+++ Source records +++

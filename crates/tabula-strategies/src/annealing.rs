// Copyright (c) 2025 Felix Kahle.
//
// Permission is hereby granted, free of charge, to any person obtaining
// a copy of this software and associated documentation files (the
// "Software"), to deal in the Software without restriction, including
// without limitation the rights to use, copy, modify, merge, publish,
// distribute, sublicense, and/or sell copies of the Software, and to
// permit persons to whom the Software is furnished to do so, subject to
// the following conditions:
//
// The above copyright notice and this permission notice shall be
// included in all copies or substantial portions of the Software.
//
// THE SOFTWARE IS PROVIDED "AS IS", WITHOUT WARRANTY OF ANY KIND,
// EXPRESS OR IMPLIED, INCLUDING BUT NOT LIMITED TO THE WARRANTIES OF
// MERCHANTABILITY, FITNESS FOR A PARTICULAR PURPOSE AND
// NONINFRINGEMENT. IN NO EVENT SHALL THE AUTHORS OR COPYRIGHT HOLDERS BE
// LIABLE FOR ANY CLAIM, DAMAGES OR OTHER LIABILITY, WHETHER IN AN ACTION
// OF CONTRACT, TORT OR OTHERWISE, ARISING FROM, OUT OF OR IN CONNECTION
// WITH THE SOFTWARE OR THE USE OR OTHER DEALINGS IN THE SOFTWARE.

//! # Simulated Annealing
//!
//! Temperature-driven local search that occasionally accepts worsening
//! moves to escape local optima. The walk starts from the greedy
//! construction (falling back to a first-feasible depth-first seed),
//! mutates one course group per iteration (another variant, or toggling
//! an optional group), and accepts by the Metropolis criterion: improvements always, a worsening move with probability
//! `exp(Δ/T)` while the temperature is warm. The `CoolingSchedule` trait
//! separates acceptance from thermodynamics; geometric and linear decay
//! schedules are provided, and a frozen schedule degrades the walk into
//! strict hill climbing.
//!
//! Scores are the shared evaluator's; the best-seen candidates accumulate
//! in a bounded pool throughout, so a run cut short by the time budget
//! still returns everything valid it has visited.

use rand::{Rng, SeedableRng};
use rand_chacha::ChaCha8Rng;
use tabula_model::{
    catalog::Catalog,
    config::{SearchConfig, Selection},
    conflict::ConflictIndex,
    index::SectionIndex,
};
use tabula_search::{
    eval::{CandidatePool, Evaluator},
    monitor::{
        self,
        search_monitor::{SearchCommand, SearchMonitor},
    },
    result::{SearchOutcome, TerminationReason},
    scheduler::{Assignment, GroupPlan, Scheduler},
    stats::SearchStatistics,
};

use crate::greedy::GreedyScheduler;

/// Defines the thermodynamics of the annealing process.
pub trait CoolingSchedule: Send + Sync + std::fmt::Debug {
    /// Resets the temperature to its initial state.
    fn on_start(&mut self);

    /// Updates the temperature for the next iteration.
    fn update(&mut self);

    /// Returns the current temperature.
    fn current(&self) -> f64;

    /// Returns `true` once the temperature is too low to accept
    /// worsening moves.
    fn is_frozen(&self) -> bool;
}

/// Geometric cooling: `T_{k+1} = T_k * alpha`.
#[derive(Debug, Clone, Copy, PartialEq)]
pub struct GeometricCooling {
    initial: f64,
    current: f64,
    alpha: f64,
    min_temp: f64,
}

impl GeometricCooling {
    /// Creates a new geometric cooling schedule.
    ///
    /// # Panics
    ///
    /// Panics if `alpha` is not strictly between `0.0` and `1.0`.
    #[inline]
    pub fn new(initial: f64, alpha: f64, min_temp: f64) -> Self {
        assert!(
            alpha > 0.0 && alpha < 1.0,
            "called `GeometricCooling::new()` with invalid alpha: {}. Must be in (0.0, 1.0)",
            alpha
        );
        Self {
            initial,
            current: initial,
            alpha,
            min_temp,
        }
    }
}

impl CoolingSchedule for GeometricCooling {
    #[inline]
    fn on_start(&mut self) {
        self.current = self.initial;
    }

    #[inline]
    fn update(&mut self) {
        self.current *= self.alpha;
    }

    #[inline]
    fn current(&self) -> f64 {
        self.current
    }

    #[inline]
    fn is_frozen(&self) -> bool {
        self.current <= self.min_temp
    }
}

/// Linear cooling: `T_{k+1} = max(0, T_k - decrement)`.
#[derive(Debug, Clone, Copy, PartialEq)]
pub struct LinearCooling {
    initial: f64,
    current: f64,
    decrement: f64,
    min_temp: f64,
}

impl LinearCooling {
    #[inline]
    pub fn new(initial: f64, decrement: f64, min_temp: f64) -> Self {
        Self {
            initial,
            current: initial,
            decrement,
            min_temp,
        }
    }
}

impl CoolingSchedule for LinearCooling {
    #[inline]
    fn on_start(&mut self) {
        self.current = self.initial;
    }

    #[inline]
    fn update(&mut self) {
        self.current = (self.current - self.decrement).max(0.0);
    }

    #[inline]
    fn current(&self) -> f64 {
        self.current
    }

    #[inline]
    fn is_frozen(&self) -> bool {
        self.current <= self.min_temp
    }
}

/// Simulated annealing over single-group mutations.
///
/// By default the schedule is geometric with the parameters from the
/// configuration; `with_schedule` plugs in any other `CoolingSchedule`.
#[derive(Debug, Default)]
pub struct SimulatedAnnealingScheduler {
    schedule: Option<Box<dyn CoolingSchedule>>,
}

impl SimulatedAnnealingScheduler {
    #[inline]
    pub fn new() -> Self {
        Self { schedule: None }
    }

    /// Uses a custom cooling schedule instead of the configured
    /// geometric one.
    #[inline]
    pub fn with_schedule<C>(schedule: C) -> Self
    where
        C: CoolingSchedule + 'static,
    {
        Self {
            schedule: Some(Box::new(schedule)),
        }
    }
}

impl Scheduler for SimulatedAnnealingScheduler {
    fn name(&self) -> &str {
        "simulated-annealing"
    }

    fn generate(
        &mut self,
        catalog: &Catalog,
        conflicts: &ConflictIndex,
        selection: &Selection,
        config: &SearchConfig,
    ) -> SearchOutcome {
        // Local search reports only new global bests; its stack is a pure
        // time budget and `max_results` is applied by the final ranking.
        let mut monitor = monitor::time_budget(config);
        self.generate_with_monitor(catalog, conflicts, selection, config, &mut monitor)
    }

    fn generate_with_monitor(
        &mut self,
        catalog: &Catalog,
        conflicts: &ConflictIndex,
        selection: &Selection,
        config: &SearchConfig,
        monitor: &mut dyn SearchMonitor,
    ) -> SearchOutcome {
        let start_time = std::time::Instant::now();
        let mut stats = SearchStatistics::default();

        let Some(plan) = GroupPlan::resolve(catalog, selection) else {
            stats.set_duration(start_time.elapsed());
            return SearchOutcome::empty(TerminationReason::Exhausted, stats);
        };

        monitor.on_enter_search(catalog);
        let evaluator = Evaluator::new();
        let mut rng = ChaCha8Rng::seed_from_u64(config.seed);

        let mut default_schedule;
        let schedule: &mut dyn CoolingSchedule = match self.schedule.as_deref_mut() {
            Some(custom) => custom,
            None => {
                default_schedule = GeometricCooling::new(
                    config.initial_temperature,
                    config.cooling_alpha,
                    config.min_temperature,
                );
                &mut default_schedule
            }
        };
        schedule.on_start();

        // Seed the walk with the greedy construction, falling back to the
        // first feasible depth-first assignment when the myopic pass
        // dead-ends. If neither finds a valid state, the search is over.
        let Some(mut current) =
            GreedyScheduler::construct(catalog, conflicts, config, &plan, &mut stats).or_else(
                || crate::backtracking::first_feasible(catalog, conflicts, config, &plan, &mut stats),
            )
        else {
            stats.set_duration(start_time.elapsed());
            monitor.on_exit_search();
            return SearchOutcome::empty(TerminationReason::Exhausted, stats);
        };

        let mut current_score = evaluator.score(
            catalog,
            config,
            &current.sections(),
            current.total_credit(),
            current.conflict_pairs(),
        );
        let mut best_score = current_score;
        let mut pool = CandidatePool::new(config.max_results);
        let initial = current.to_candidate(catalog, config, &evaluator);
        monitor.on_candidate_found(&initial);
        stats.on_candidate();
        pool.push(catalog, initial);

        let mut stale: u64 = 0;
        let mut reason = TerminationReason::Exhausted;

        for _ in 0..config.iteration_budget {
            monitor.on_step();
            stats.on_step();
            if let SearchCommand::Terminate(cause) = monitor.search_command() {
                reason = TerminationReason::Aborted(cause);
                break;
            }
            if stale >= config.no_improvement_cutoff {
                reason = TerminationReason::LocalOptimum;
                break;
            }

            let Some(applied) = propose(&mut rng, catalog, conflicts, config, &plan, &mut current)
            else {
                stats.on_pruned();
                schedule.update();
                stale += 1;
                continue;
            };

            let candidate_score = evaluator.score(
                catalog,
                config,
                &current.sections(),
                current.total_credit(),
                current.conflict_pairs(),
            );

            let delta = candidate_score - current_score;
            let accept = if delta > 0.0 {
                true
            } else if schedule.is_frozen() {
                false
            } else {
                let temperature = schedule.current();
                if temperature <= 1e-9 {
                    false
                } else {
                    rng.random_bool((delta / temperature).exp().min(1.0))
                }
            };

            if accept {
                current_score = candidate_score;
                let candidate = current.to_candidate(catalog, config, &evaluator);
                stats.on_candidate();
                if candidate_score > best_score {
                    best_score = candidate_score;
                    stale = 0;
                    monitor.on_candidate_found(&candidate);
                } else {
                    stale += 1;
                }
                pool.push(catalog, candidate);
            } else {
                applied.revert(catalog, conflicts, config, &mut current);
                stale += 1;
            }
            schedule.update();
        }

        stats.set_duration(start_time.elapsed());
        monitor.on_exit_search();
        SearchOutcome::new(pool.into_ranked(catalog), reason, stats)
    }
}

/// An applied single-group move, carrying what is needed to revert it.
pub(crate) struct AppliedMove {
    position: usize,
    previous: Option<SectionIndex>,
}

impl AppliedMove {
    /// Reverts the move on `assignment`.
    pub(crate) fn revert(
        self,
        catalog: &Catalog,
        conflicts: &ConflictIndex,
        config: &SearchConfig,
        assignment: &mut Assignment,
    ) {
        assignment.unchoose(catalog, conflicts, self.position);
        if let Some(section) = self.previous {
            let restored =
                assignment.try_choose(catalog, conflicts, config, self.position, section);
            debug_assert!(restored, "reverting a move must always succeed");
        }
    }
}

/// Applies one random single-group mutation to `assignment`: a different
/// variant of the group, or for an optional group possibly a skip.
/// Returns `None` if the sampled move is inapplicable (no alternative
/// variant, or the replacement violates the caps); the assignment is left
/// unchanged in that case.
pub(crate) fn propose(
    rng: &mut ChaCha8Rng,
    catalog: &Catalog,
    conflicts: &ConflictIndex,
    config: &SearchConfig,
    plan: &GroupPlan,
    assignment: &mut Assignment,
) -> Option<AppliedMove> {
    let position = rng.random_range(0..plan.len());
    let planned = plan.groups()[position];
    let variants = catalog.group(planned.group).sections();
    let previous = assignment.chosen(position);

    // Sample the target choice: a variant, or (optionally) a skip.
    let target: Option<SectionIndex> = if !planned.mandatory && rng.random_bool(0.25) {
        None
    } else {
        Some(variants[rng.random_range(0..variants.len())])
    };

    if target == previous {
        return None;
    }

    assignment.unchoose(catalog, conflicts, position);
    match target {
        Some(section) => {
            if assignment.try_choose(catalog, conflicts, config, position, section) {
                Some(AppliedMove { position, previous })
            } else {
                // Roll back to the previous choice.
                if let Some(previous_section) = previous {
                    let restored = assignment.try_choose(
                        catalog,
                        conflicts,
                        config,
                        position,
                        previous_section,
                    );
                    debug_assert!(restored, "restoring a previous choice must always succeed");
                }
                None
            }
        }
        None => Some(AppliedMove { position, previous }),
    }
}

+++

## Your task
For the string "cause", show each line of the listing where it appears.

## Response box
            if let SearchCommand::Terminate(cause) = monitor.search_command() {
                reason = TerminationReason::Aborted(cause);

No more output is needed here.